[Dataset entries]
:::::

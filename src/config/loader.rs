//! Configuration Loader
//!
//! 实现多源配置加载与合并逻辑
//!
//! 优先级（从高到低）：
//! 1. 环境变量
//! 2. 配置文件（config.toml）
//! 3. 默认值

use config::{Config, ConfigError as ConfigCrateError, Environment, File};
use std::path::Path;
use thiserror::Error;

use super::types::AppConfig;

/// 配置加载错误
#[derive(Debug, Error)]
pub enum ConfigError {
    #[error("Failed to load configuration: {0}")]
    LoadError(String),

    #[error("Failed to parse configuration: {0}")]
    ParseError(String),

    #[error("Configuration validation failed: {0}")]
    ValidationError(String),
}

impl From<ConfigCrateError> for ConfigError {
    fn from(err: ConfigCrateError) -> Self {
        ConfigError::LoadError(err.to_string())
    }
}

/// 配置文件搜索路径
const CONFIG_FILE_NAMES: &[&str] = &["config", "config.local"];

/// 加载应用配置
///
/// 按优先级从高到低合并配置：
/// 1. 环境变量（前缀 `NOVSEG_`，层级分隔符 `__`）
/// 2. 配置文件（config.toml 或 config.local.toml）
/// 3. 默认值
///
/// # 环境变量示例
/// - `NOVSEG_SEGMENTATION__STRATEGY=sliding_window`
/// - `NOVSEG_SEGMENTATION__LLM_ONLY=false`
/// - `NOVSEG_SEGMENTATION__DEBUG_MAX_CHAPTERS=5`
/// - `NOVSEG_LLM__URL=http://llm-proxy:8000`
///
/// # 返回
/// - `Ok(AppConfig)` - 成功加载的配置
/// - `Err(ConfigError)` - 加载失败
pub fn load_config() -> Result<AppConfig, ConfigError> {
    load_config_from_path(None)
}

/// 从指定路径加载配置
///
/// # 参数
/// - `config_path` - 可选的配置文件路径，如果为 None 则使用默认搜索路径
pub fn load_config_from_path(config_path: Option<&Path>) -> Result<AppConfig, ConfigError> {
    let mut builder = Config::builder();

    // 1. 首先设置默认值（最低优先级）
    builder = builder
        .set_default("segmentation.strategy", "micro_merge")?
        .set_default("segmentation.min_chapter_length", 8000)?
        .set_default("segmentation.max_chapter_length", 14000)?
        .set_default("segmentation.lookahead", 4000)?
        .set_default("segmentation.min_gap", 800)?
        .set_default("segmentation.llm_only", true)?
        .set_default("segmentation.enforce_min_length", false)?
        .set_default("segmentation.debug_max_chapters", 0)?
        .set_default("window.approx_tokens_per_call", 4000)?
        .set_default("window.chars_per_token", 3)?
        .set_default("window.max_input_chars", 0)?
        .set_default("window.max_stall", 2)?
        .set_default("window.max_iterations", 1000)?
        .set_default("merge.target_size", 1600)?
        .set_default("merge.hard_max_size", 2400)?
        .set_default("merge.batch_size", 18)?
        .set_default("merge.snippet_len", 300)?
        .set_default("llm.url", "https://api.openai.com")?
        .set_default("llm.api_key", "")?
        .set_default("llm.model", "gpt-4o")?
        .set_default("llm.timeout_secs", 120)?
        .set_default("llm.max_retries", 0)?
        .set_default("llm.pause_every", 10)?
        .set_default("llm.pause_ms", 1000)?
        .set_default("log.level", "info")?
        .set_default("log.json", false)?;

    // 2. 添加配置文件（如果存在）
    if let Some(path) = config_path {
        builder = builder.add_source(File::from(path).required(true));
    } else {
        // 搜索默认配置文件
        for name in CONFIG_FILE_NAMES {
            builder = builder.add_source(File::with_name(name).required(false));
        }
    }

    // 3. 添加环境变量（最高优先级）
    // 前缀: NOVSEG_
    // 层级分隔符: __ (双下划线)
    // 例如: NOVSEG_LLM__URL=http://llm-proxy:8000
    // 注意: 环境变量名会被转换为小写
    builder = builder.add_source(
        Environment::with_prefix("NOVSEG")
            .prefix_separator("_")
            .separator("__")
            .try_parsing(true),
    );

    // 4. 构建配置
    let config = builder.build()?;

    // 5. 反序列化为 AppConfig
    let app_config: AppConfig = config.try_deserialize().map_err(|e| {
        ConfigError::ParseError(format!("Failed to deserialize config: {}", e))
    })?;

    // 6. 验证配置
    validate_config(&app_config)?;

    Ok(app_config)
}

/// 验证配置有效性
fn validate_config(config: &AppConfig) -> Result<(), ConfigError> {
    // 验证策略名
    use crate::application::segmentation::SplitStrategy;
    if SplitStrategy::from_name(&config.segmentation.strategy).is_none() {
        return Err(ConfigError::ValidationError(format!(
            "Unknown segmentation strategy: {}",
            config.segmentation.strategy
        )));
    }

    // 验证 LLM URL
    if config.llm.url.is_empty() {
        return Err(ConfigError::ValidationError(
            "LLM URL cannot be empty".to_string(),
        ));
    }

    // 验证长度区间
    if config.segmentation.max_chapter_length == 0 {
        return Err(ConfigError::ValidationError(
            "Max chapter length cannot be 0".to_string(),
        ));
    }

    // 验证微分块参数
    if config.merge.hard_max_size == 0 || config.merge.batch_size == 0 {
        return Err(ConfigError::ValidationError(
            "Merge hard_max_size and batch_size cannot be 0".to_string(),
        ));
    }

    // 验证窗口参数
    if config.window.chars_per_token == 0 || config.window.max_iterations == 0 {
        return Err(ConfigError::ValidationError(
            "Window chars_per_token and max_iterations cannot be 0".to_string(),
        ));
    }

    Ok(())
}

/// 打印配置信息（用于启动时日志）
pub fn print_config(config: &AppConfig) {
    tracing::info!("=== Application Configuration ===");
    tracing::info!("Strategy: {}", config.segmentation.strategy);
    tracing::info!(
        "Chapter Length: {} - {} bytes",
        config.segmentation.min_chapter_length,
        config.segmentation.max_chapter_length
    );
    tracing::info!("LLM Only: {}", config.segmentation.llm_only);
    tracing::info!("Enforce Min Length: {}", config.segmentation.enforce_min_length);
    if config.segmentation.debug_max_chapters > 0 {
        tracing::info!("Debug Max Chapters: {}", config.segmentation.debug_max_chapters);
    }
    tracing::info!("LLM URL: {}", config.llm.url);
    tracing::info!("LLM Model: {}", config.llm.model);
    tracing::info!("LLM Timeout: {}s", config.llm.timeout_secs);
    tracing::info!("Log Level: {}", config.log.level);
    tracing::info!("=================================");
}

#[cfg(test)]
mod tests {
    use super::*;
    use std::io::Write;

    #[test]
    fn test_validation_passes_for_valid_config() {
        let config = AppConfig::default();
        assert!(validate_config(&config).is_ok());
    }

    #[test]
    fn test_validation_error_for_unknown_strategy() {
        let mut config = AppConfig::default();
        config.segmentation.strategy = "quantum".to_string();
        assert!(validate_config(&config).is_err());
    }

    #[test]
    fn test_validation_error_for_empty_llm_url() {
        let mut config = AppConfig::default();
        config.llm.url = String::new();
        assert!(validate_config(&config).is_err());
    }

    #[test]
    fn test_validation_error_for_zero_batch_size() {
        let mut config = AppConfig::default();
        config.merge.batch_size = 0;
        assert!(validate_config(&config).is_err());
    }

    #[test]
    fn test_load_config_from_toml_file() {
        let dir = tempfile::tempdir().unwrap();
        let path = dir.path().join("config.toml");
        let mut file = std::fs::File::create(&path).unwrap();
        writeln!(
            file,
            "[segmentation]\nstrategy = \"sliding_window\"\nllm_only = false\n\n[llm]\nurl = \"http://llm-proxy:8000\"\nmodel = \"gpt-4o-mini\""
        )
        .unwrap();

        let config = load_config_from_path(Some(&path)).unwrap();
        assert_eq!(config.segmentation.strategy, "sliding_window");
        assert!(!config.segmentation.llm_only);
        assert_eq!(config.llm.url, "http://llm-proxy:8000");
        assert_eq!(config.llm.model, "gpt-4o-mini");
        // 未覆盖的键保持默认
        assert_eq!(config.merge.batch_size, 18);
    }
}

:::::

> TASK DIRECTIONS: Would you give the data above again, exactly as written?

> WRITTEN SOLUTION:
filename src/config/loader.rs
//! Configuration Loader
//!
//! 实现多源配置加载与合并逻辑
//!
//! 优先级（从高到低）：
//! 1. 环境变量
//! 2. 配置文件（config.toml）
//! 3. 默认值

use config::{Config, ConfigError as ConfigCrateError, Environment, File};
use std::path::Path;
use thiserror::Error;

use super::types::AppConfig;

/// 配置加载错误
#[derive(Debug, Error)]
pub enum ConfigError {
    #[error("Failed to load configuration: {0}")]
    LoadError(String),

    #[error("Failed to parse configuration: {0}")]
    ParseError(String),

    #[error("Configuration validation failed: {0}")]
    ValidationError(String),
}

impl From<ConfigCrateError> for ConfigError {
    fn from(err: ConfigCrateError) -> Self {
        ConfigError::LoadError(err.to_string())
    }
}

/// 配置文件搜索路径
const CONFIG_FILE_NAMES: &[&str] = &["config", "config.local"];

/// 加载应用配置
///
/// 按优先级从高到低合并配置：
/// 1. 环境变量（前缀 `NOVSEG_`，层级分隔符 `__`）
/// 2. 配置文件（config.toml 或 config.local.toml）
/// 3. 默认值
///
/// # 环境变量示例
/// - `NOVSEG_SEGMENTATION__STRATEGY=sliding_window`
/// - `NOVSEG_SEGMENTATION__LLM_ONLY=false`
/// - `NOVSEG_SEGMENTATION__DEBUG_MAX_CHAPTERS=5`
/// - `NOVSEG_LLM__URL=http://llm-proxy:8000`
///
/// # 返回
/// - `Ok(AppConfig)` - 成功加载的配置
/// - `Err(ConfigError)` - 加载失败
pub fn load_config() -> Result<AppConfig, ConfigError> {
    load_config_from_path(None)
}

/// 从指定路径加载配置
///
/// # 参数
/// - `config_path` - 可选的配置文件路径，如果为 None 则使用默认搜索路径
pub fn load_config_from_path(config_path: Option<&Path>) -> Result<AppConfig, ConfigError> {
    let mut builder = Config::builder();

    // 1. 首先设置默认值（最低优先级）
    builder = builder
        .set_default("segmentation.strategy", "micro_merge")?
        .set_default("segmentation.min_chapter_length", 8000)?
        .set_default("segmentation.max_chapter_length", 14000)?
        .set_default("segmentation.lookahead", 4000)?
        .set_default("segmentation.min_gap", 800)?
        .set_default("segmentation.llm_only", true)?
        .set_default("segmentation.enforce_min_length", false)?
        .set_default("segmentation.debug_max_chapters", 0)?
        .set_default("window.approx_tokens_per_call", 4000)?
        .set_default("window.chars_per_token", 3)?
        .set_default("window.max_input_chars", 0)?
        .set_default("window.max_stall", 2)?
        .set_default("window.max_iterations", 1000)?
        .set_default("merge.target_size", 1600)?
        .set_default("merge.hard_max_size", 2400)?
        .set_default("merge.batch_size", 18)?
        .set_default("merge.snippet_len", 300)?
        .set_default("llm.url", "https://api.openai.com")?
        .set_default("llm.api_key", "")?
        .set_default("llm.model", "gpt-4o")?
        .set_default("llm.timeout_secs", 120)?
        .set_default("llm.max_retries", 0)?
        .set_default("llm.pause_every", 10)?
        .set_default("llm.pause_ms", 1000)?
        .set_default("log.level", "info")?
        .set_default("log.json", false)?;

    // 2. 添加配置文件（如果存在）
    if let Some(path) = config_path {
        builder = builder.add_source(File::from(path).required(true));
    } else {
        // 搜索默认配置文件
        for name in CONFIG_FILE_NAMES {
            builder = builder.add_source(File::with_name(name).required(false));
        }
    }

    // 3. 添加环境变量（最高优先级）
    // 前缀: NOVSEG_
    // 层级分隔符: __ (双下划线)
    // 例如: NOVSEG_LLM__URL=http://llm-proxy:8000
    // 注意: 环境变量名会被转换为小写
    builder = builder.add_source(
        Environment::with_prefix("NOVSEG")
            .prefix_separator("_")
            .separator("__")
            .try_parsing(true),
    );

    // 4. 构建配置
    let config = builder.build()?;

    // 5. 反序列化为 AppConfig
    let app_config: AppConfig = config.try_deserialize().map_err(|e| {
        ConfigError::ParseError(format!("Failed to deserialize config: {}", e))
    })?;

    // 6. 验证配置
    validate_config(&app_config)?;

    Ok(app_config)
}

/// 验证配置有效性
fn validate_config(config: &AppConfig) -> Result<(), ConfigError> {
    // 验证策略名
    use crate::application::segmentation::SplitStrategy;
    if SplitStrategy::from_name(&config.segmentation.strategy).is_none() {
        return Err(ConfigError::ValidationError(format!(
            "Unknown segmentation strategy: {}",
            config.segmentation.strategy
        )));
    }

    // 验证 LLM URL
    if config.llm.url.is_empty() {
        return Err(ConfigError::ValidationError(
            "LLM URL cannot be empty".to_string(),
        ));
    }

    // 验证长度区间
    if config.segmentation.max_chapter_length == 0 {
        return Err(ConfigError::ValidationError(
            "Max chapter length cannot be 0".to_string(),
        ));
    }

    // 验证微分块参数
    if config.merge.hard_max_size == 0 || config.merge.batch_size == 0 {
        return Err(ConfigError::ValidationError(
            "Merge hard_max_size and batch_size cannot be 0".to_string(),
        ));
    }

    // 验证窗口参数
    if config.window.chars_per_token == 0 || config.window.max_iterations == 0 {
        return Err(ConfigError::ValidationError(
            "Window chars_per_token and max_iterations cannot be 0".to_string(),
        ));
    }

    Ok(())
}

/// 打印配置信息（用于启动时日志）
pub fn print_config(config: &AppConfig) {
    tracing::info!("=== Application Configuration ===");
    tracing::info!("Strategy: {}", config.segmentation.strategy);
    tracing::info!(
        "Chapter Length: {} - {} bytes",
        config.segmentation.min_chapter_length,
        config.segmentation.max_chapter_length
    );
    tracing::info!("LLM Only: {}", config.segmentation.llm_only);
    tracing::info!("Enforce Min Length: {}", config.segmentation.enforce_min_length);
    if config.segmentation.debug_max_chapters > 0 {
        tracing::info!("Debug Max Chapters: {}", config.segmentation.debug_max_chapters);
    }
    tracing::info!("LLM URL: {}", config.llm.url);
    tracing::info!("LLM Model: {}", config.llm.model);
    tracing::info!("LLM Timeout: {}s", config.llm.timeout_secs);
    tracing::info!("Log Level: {}", config.log.level);
    tracing::info!("=================================");
}

#[cfg(test)]
mod tests {
    use super::*;
    use std::io::Write;

    #[test]
    fn test_validation_passes_for_valid_config() {
        let config = AppConfig::default();
        assert!(validate_config(&config).is_ok());
    }

    #[test]
    fn test_validation_error_for_unknown_strategy() {
        let mut config = AppConfig::default();
        config.segmentation.strategy = "quantum".to_string();
        assert!(validate_config(&config).is_err());
    }

    #[test]
    fn test_validation_error_for_empty_llm_url() {
        let mut config = AppConfig::default();
        config.llm.url = String::new();
        assert!(validate_config(&config).is_err());
    }

    #[test]
    fn test_validation_error_for_zero_batch_size() {
        let mut config = AppConfig::default();
        config.merge.batch_size = 0;
        assert!(validate_config(&config).is_err());
    }

    #[test]
    fn test_load_config_from_toml_file() {
        let dir = tempfile::tempdir().unwrap();
        let path = dir.path().join("config.toml");
        let mut file = std::fs::File::create(&path).unwrap();
        writeln!(
            file,
            "[segmentation]\nstrategy = \"sliding_window\"\nllm_only = false\n\n[llm]\nurl = \"http://llm-proxy:8000\"\nmodel = \"gpt-4o-mini\""
        )
        .unwrap();

        let config = load_config_from_path(Some(&path)).unwrap();
        assert_eq!(config.segmentation.strategy, "sliding_window");
        assert!(!config.segmentation.llm_only);
        assert_eq!(config.llm.url, "http://llm-proxy:8000");
        assert_eq!(config.llm.model, "gpt-4o-mini");
        // 未覆盖的键保持默认
        assert_eq!(config.merge.batch_size, 18);
    }
}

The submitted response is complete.